CAD/CAM (computer aided design and computer automated manufacturing) is an integrated approach in which the computer software that is used to design a product can be used to translate the design into a computer program that will operate the NC or CNC machine. Typically, only companies that have high volume production can afford to invest in such a system.
CIM (computer integrated manufacturing) is an even more integrated approach that incorporates CAD / CAM, robots and materials requirement planning (MRP) – a computerized approach to managing inventory.
Most industrial robots are basically computer controlled mechanical arms that can be equipped with grippers, vacuum cups, painting guns, welding torches, or other tools. As such they are good choices for moving and handling hazardous materials (hot ingots, radioactive rods) or for performing tasks that require precision under hazardous conditions (spray painting and welding). Robots, for example can paint for hours and never suffer ill effects from breathing the fumes. In the future, more sophisticated robots will be equipped with video imaging systems, allowing them to “see” their work, and on board computers, allowing them to perform certain tasks independently.

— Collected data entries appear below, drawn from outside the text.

//! Coupon entity.

use chrono::{DateTime, Utc};
use rust_decimal::Decimal;
use serde::{Deserialize, Serialize};
use uuid::Uuid;

use crate::types::{Category, CompanyId, CouponId};

/// Errors that make a coupon invalid before it ever reaches the server.
#[derive(thiserror::Error, Debug, Clone, PartialEq, Eq)]
pub enum CouponError {
    /// The validity window ends before it starts.
    #[error("coupon end date must not precede its start date")]
    InvalidWindow,
    /// The price is negative.
    #[error("coupon price cannot be negative")]
    NegativePrice,
}

/// A coupon offered by a company.
///
/// Dates are timezone-qualified; `image` is an opaque reference into the
/// avatar service, resolved by the view layer.
#[derive(Debug, Clone, PartialEq, Serialize, Deserialize)]
#[serde(rename_all = "camelCase")]
pub struct Coupon {
    pub id: CouponId,
    pub company_id: CompanyId,
    pub category: Category,
    pub title: String,
    pub description: String,
    pub start_date: DateTime<Utc>,
    pub end_date: DateTime<Utc>,
    /// Remaining stock.
    pub amount: u32,
    pub price: Decimal,
    pub image: Uuid,
}

impl Coupon {
    /// Check the invariants the server enforces on its side as well:
    /// `start_date <= end_date` and a non-negative price.
    ///
    /// # Errors
    ///
    /// Returns the first violated invariant.
    pub fn validate(&self) -> Result<(), CouponError> {
        if self.end_date < self.start_date {
            return Err(CouponError::InvalidWindow);
        }
        if self.price.is_sign_negative() {
            return Err(CouponError::NegativePrice);
        }
        Ok(())
    }

    /// Two-decimal price string for card display, e.g. `"49.90$"`.
    #[must_use]
    pub fn display_price(&self) -> String {
        format!("{:.2}$", self.price)
    }
}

Process Flow Choice: How should the product or service flow through the operations system? This final process selection step determines how materials and products will move through the system. Assembly drawings, assembly charts, route sheets, and process flow charts are used to analyze process flow. Analysis may lead to re-sequencing, combining or eliminating operations to reduce materials handling and storage costs. In general, the less storage and delay involved in the process, the better.